> [WORK REQUEST]: Identify each line below containing the string "LinePanel" and copy it.

*** EXERCISE INPUTS ***

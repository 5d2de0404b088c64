// tests/records_integration_test.rs

use std::io::Write;

use ucs_figures::cli::load_records;
use ucs_figures::data_input::builtin::{benchmark_records, pilot_records};
use ucs_figures::data_input::record_parser::{parse_items_csv, parse_records_csv};
use ucs_figures::error::FigureError;
use ucs_figures::tables::{format_all_dataset_tables, format_consolidated_table};

fn write_csv(contents: &str) -> tempfile::NamedTempFile {
    let mut file = tempfile::NamedTempFile::new().unwrap();
    file.write_all(contents.as_bytes()).unwrap();
    file.flush().unwrap();
    file
}

#[cfg(test)]
mod tests {
    use super::*;

    #[test]
    fn test_all_tables_follow_dataset_order() {
        let text = format_all_dataset_tables(&benchmark_records(), 0.3);
        assert!(text.starts_with("# Tables for Each Dataset"));
        let positions: Vec<usize> = [
            "mmlu_10k",
            "cosmosqa_10k",
            "hellaswag_10k",
            "halu_dialogue",
            "halu_summarization",
        ]
        .iter()
        .map(|ds| text.find(&format!("### Dataset: {ds}")).unwrap())
        .collect();
        assert!(positions.windows(2).all(|w| w[0] < w[1]));
        assert_eq!(text.matches("| DistilGPT2").count(), 5);
    }

    #[test]
    fn test_consolidated_pilot_table() {
        let text = format_consolidated_table(&pilot_records(), 0.3);
        assert!(text.contains("Consolidated Table of Results"));
        assert!(text.contains("| GPT-4            | CosmosQA   |     100000 |   0.650 |   1.200 |      0.455 |"));
        assert_eq!(text.lines().filter(|l| l.starts_with("| ")).count(), 12);
    }

    #[test]
    fn test_csv_round_trip_into_tables() {
        let file = write_csv(
            "dataset,model,param_count,acc,ent\n\
             toy,small,82,0.2,0.5\n\
             toy,large,7000,0.6,0.4\n",
        );
        let records = parse_records_csv(file.path(), 0.5).unwrap();
        let text = format_all_dataset_tables(&records, 0.5);
        assert!(text.contains("UCS (α=0.5)"));
        assert!(text.contains("| small        |         82 |        0.200 |       0.500 |       0.150 |"));
    }

    #[test]
    fn test_load_records_rescores_csv() {
        let file = write_csv(
            "dataset,model,param_count,acc,ent,ucs\n\
             toy,m,82,0.5,1.0,0.35\n",
        );
        let records = load_records(Some(file.path()), 0.0).unwrap();
        assert_eq!(records[0].ucs, 0.5);
    }

    #[test]
    fn test_missing_headers_reported() {
        let file = write_csv("dataset,model,acc\nd,m,0.5\n");
        match parse_records_csv(file.path(), 0.3) {
            Err(FigureError::MissingHeaders { headers, .. }) => {
                assert!(headers.contains("'param_count'"));
                assert!(headers.contains("'ent'"));
            }
            other => panic!("expected missing headers, got {other:?}"),
        }
    }

    #[test]
    fn test_items_csv() {
        let file = write_csv("capability,entropy\n0.9,0.1\nbad,0.2\n0.4,0.8\n");
        let items = parse_items_csv(file.path()).unwrap();
        assert_eq!(items, vec![(0.9, 0.1), (0.4, 0.8)]);

        let empty = write_csv("capability,entropy\n");
        assert!(matches!(parse_items_csv(empty.path()), Err(FigureError::NoValidRows(_))));
    }
}

// tests/records_integration_test.rs
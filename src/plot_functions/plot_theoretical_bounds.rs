// src/plot_functions/plot_theoretical_bounds.rs

use std::error::Error;

use crate::constants::{CURVE_POINTS, FIGSIZE_ROW_OF_THREE, FIGSIZE_TALL_3D, TAB10};
use crate::data_analysis::curves::{
    capacity_bounds, linspace, phase_surface, phase_transition, PHASE_TRANSITION_CENTER,
};
use crate::data_analysis::synthetic::add_noise;
use crate::data_input::builtin::{APPENDIX_SIZES_B, TASK_BREAKDOWN};
use crate::figures::RenderContext;
use crate::plot_framework::{
    calculate_log_range, calculate_range, draw_panel_grid, draw_single_panel, radius_from_area,
    Axes3d, Band, ColorScale, Colormap, LineStyle, LinePanel, Panel, PlotSeries, PointFill,
    ReferenceLine, ScatterPanel, ScatterPoint, SurfacePanel, View,
};
use crate::plot_functions::plot_dataset_scaling::min_max;

const SURFACE_RESOLUTION: usize = 50;

fn capacity_panel() -> LinePanel {
    let bounds: Vec<(f64, f64, f64)> = APPENDIX_SIZES_B
        .iter()
        .map(|&s| {
            let (min, observed) = capacity_bounds(s);
            (s, min, observed)
        })
        .collect();
    let minimum = bounds.iter().map(|b| (b.0, b.1)).collect();
    let observed = bounds.iter().map(|b| (b.0, b.2)).collect();
    let (x_min, x_max) = min_max(APPENDIX_SIZES_B.iter().copied());
    let (y_min, y_max) = min_max(bounds.iter().flat_map(|b| [b.1, b.2]));

    LinePanel::new(
        "Information-Theoretic Bounds",
        "Model Size (B params)",
        "Capacity",
        calculate_log_range(x_min, x_max),
        calculate_range(y_min, y_max),
    )
    .log_x()
    .band(Band::new(bounds, TAB10[0], 0.2))
    .series(PlotSeries::new(minimum, "Theoretical Minimum", TAB10[0]).stroke_width(2.5))
    .series(
        PlotSeries::new(observed, "Observed Capacity", TAB10[3])
            .line(LineStyle::Dashed)
            .stroke_width(2.5),
    )
}

fn phase_transition_panel(ctx: &RenderContext) -> LinePanel {
    let scales = linspace(0.0, 7.0, CURVE_POINTS);
    let mean: Vec<f64> = scales.iter().map(|&s| phase_transition(s)).collect();
    let noisy = add_noise(&mut ctx.rng(), &mean, 0.05);
    let band: Vec<(f64, f64, f64)> = scales
        .iter()
        .zip(&noisy)
        .map(|(&x, &y)| (x, y - 0.1, y + 0.1))
        .collect();
    let (y_min, y_max) = min_max(band.iter().flat_map(|b| [b.1, b.2]));

    LinePanel::new(
        "Phase Transition Boundary",
        "Model Scale",
        "Performance",
        calculate_range(0.0, 7.0),
        calculate_range(y_min, y_max),
    )
    .band(Band::new(band, TAB10[2], 0.3).label("Uncertainty Range"))
    .series(
        PlotSeries::new(scales.iter().copied().zip(mean).collect(), "Mean Performance", TAB10[2])
            .stroke_width(2.5),
    )
    .vline(
        ReferenceLine::new(PHASE_TRANSITION_CENTER, TAB10[3], LineStyle::Dashed)
            .label("Phase Transition"),
    )
}

fn uncertainty_scale_panel() -> ScatterPanel {
    // Point area and colour both follow accuracy.
    let reference = &TASK_BREAKDOWN[0];
    let (x_min, x_max) = min_max(APPENDIX_SIZES_B.iter().copied());
    let (u_min, u_max) = min_max(reference.companion.iter().copied());
    let (a_min, a_max) = min_max(reference.accuracy.iter().copied());

    let points = APPENDIX_SIZES_B
        .iter()
        .zip(reference.companion)
        .zip(reference.accuracy)
        .map(|((&size, unc), acc)| {
            ScatterPoint::new(size, unc, PointFill::Mapped(acc))
                .size(radius_from_area(acc * 500.0))
                .opacity(0.7)
        });
    ScatterPanel::new(
        "Uncertainty vs. Scale",
        "Model Size (B params)",
        "Uncertainty",
        calculate_log_range(x_min, x_max),
        calculate_range(u_min, u_max),
    )
    .log_x()
    .points(points)
    .color_scale(ColorScale::new(Colormap::Viridis, (a_min, a_max), "Accuracy"), true)
}

fn surface_panel() -> SurfacePanel {
    let surface = phase_surface(SURFACE_RESOLUTION, SURFACE_RESOLUTION);
    let (z_min, z_max) = min_max(surface.performance.iter().copied());
    let axes = Axes3d::new(
        ["Model Size (B params)", "Task Difficulty", "Performance"],
        [(0.0, 7.0), (0.0, 1.0), (0.0, 1.0)],
    );
    SurfacePanel::new(
        "Phase Transition Surface",
        axes,
        surface.sizes,
        surface.difficulties,
        surface.performance,
        ColorScale::new(Colormap::Viridis, (z_min, z_max), "Performance Level"),
    )
    .view(View::from_degrees(30.0, 45.0))
}

/// Capacity bounds, the noisy phase transition and uncertainty against
/// scale, plus the transition surface over size and difficulty.
pub fn plot_theoretical_bounds(ctx: &RenderContext) -> Result<(), Box<dyn Error>> {
    let mut panels = [
        Some(Panel::Line(capacity_panel())),
        Some(Panel::Line(phase_transition_panel(ctx))),
        Some(Panel::Scatter(uncertainty_scale_panel())),
    ];
    draw_panel_grid(
        &ctx.output("theoretical_bounds.png"),
        None,
        (1, 3),
        FIGSIZE_ROW_OF_THREE,
        ctx.dpi,
        |index| panels.get_mut(index).and_then(Option::take),
    )?;

    draw_single_panel(
        &ctx.output("phase_transition_surface.png"),
        FIGSIZE_TALL_3D,
        ctx.dpi,
        Panel::Surface(surface_panel()),
    )
}

#[cfg(test)]
mod tests {
    use super::*;

    #[test]
    fn test_capacity_band_spans_both_bounds() {
        let panel = capacity_panel();
        let band = &panel.bands[0];
        assert_eq!(band.points.len(), 9);
        assert!(band.points.iter().all(|&(_, lo, hi)| hi > lo));
        assert_eq!(panel.series.len(), 2);
    }

    #[test]
    fn test_phase_transition_marked_at_center() {
        let panel = phase_transition_panel(&RenderContext::default());
        assert_eq!(panel.vlines[0].value, PHASE_TRANSITION_CENTER);
        assert_eq!(panel.bands[0].points.len(), CURVE_POINTS);
        let mean = &panel.series[0].data;
        assert!((mean[0].1 - phase_transition(0.0)).abs() < 1e-12);
    }

    #[test]
    fn test_uncertainty_points_sized_by_accuracy() {
        let panel = uncertainty_scale_panel();
        assert_eq!(panel.points.len(), 9);
        assert!(panel.points[0].size < panel.points[8].size);
        assert!(panel.show_colorbar);
    }

    #[test]
    fn test_surface_resolution() {
        let panel = surface_panel();
        assert_eq!(panel.values.dim(), (SURFACE_RESOLUTION, SURFACE_RESOLUTION));
        assert_eq!(panel.quads().len(), 49 * 49);
    }
}

// src/plot_functions/plot_theoretical_bounds.rs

*** End of EXERCISE INPUTS ***

> [EXERCISE SOLUTION]:
    Axes3d, Band, ColorScale, Colormap, LineStyle, LinePanel, Panel, PlotSeries, PointFill,
fn capacity_panel() -> LinePanel {
    LinePanel::new(
fn phase_transition_panel(ctx: &RenderContext) -> LinePanel {
    LinePanel::new(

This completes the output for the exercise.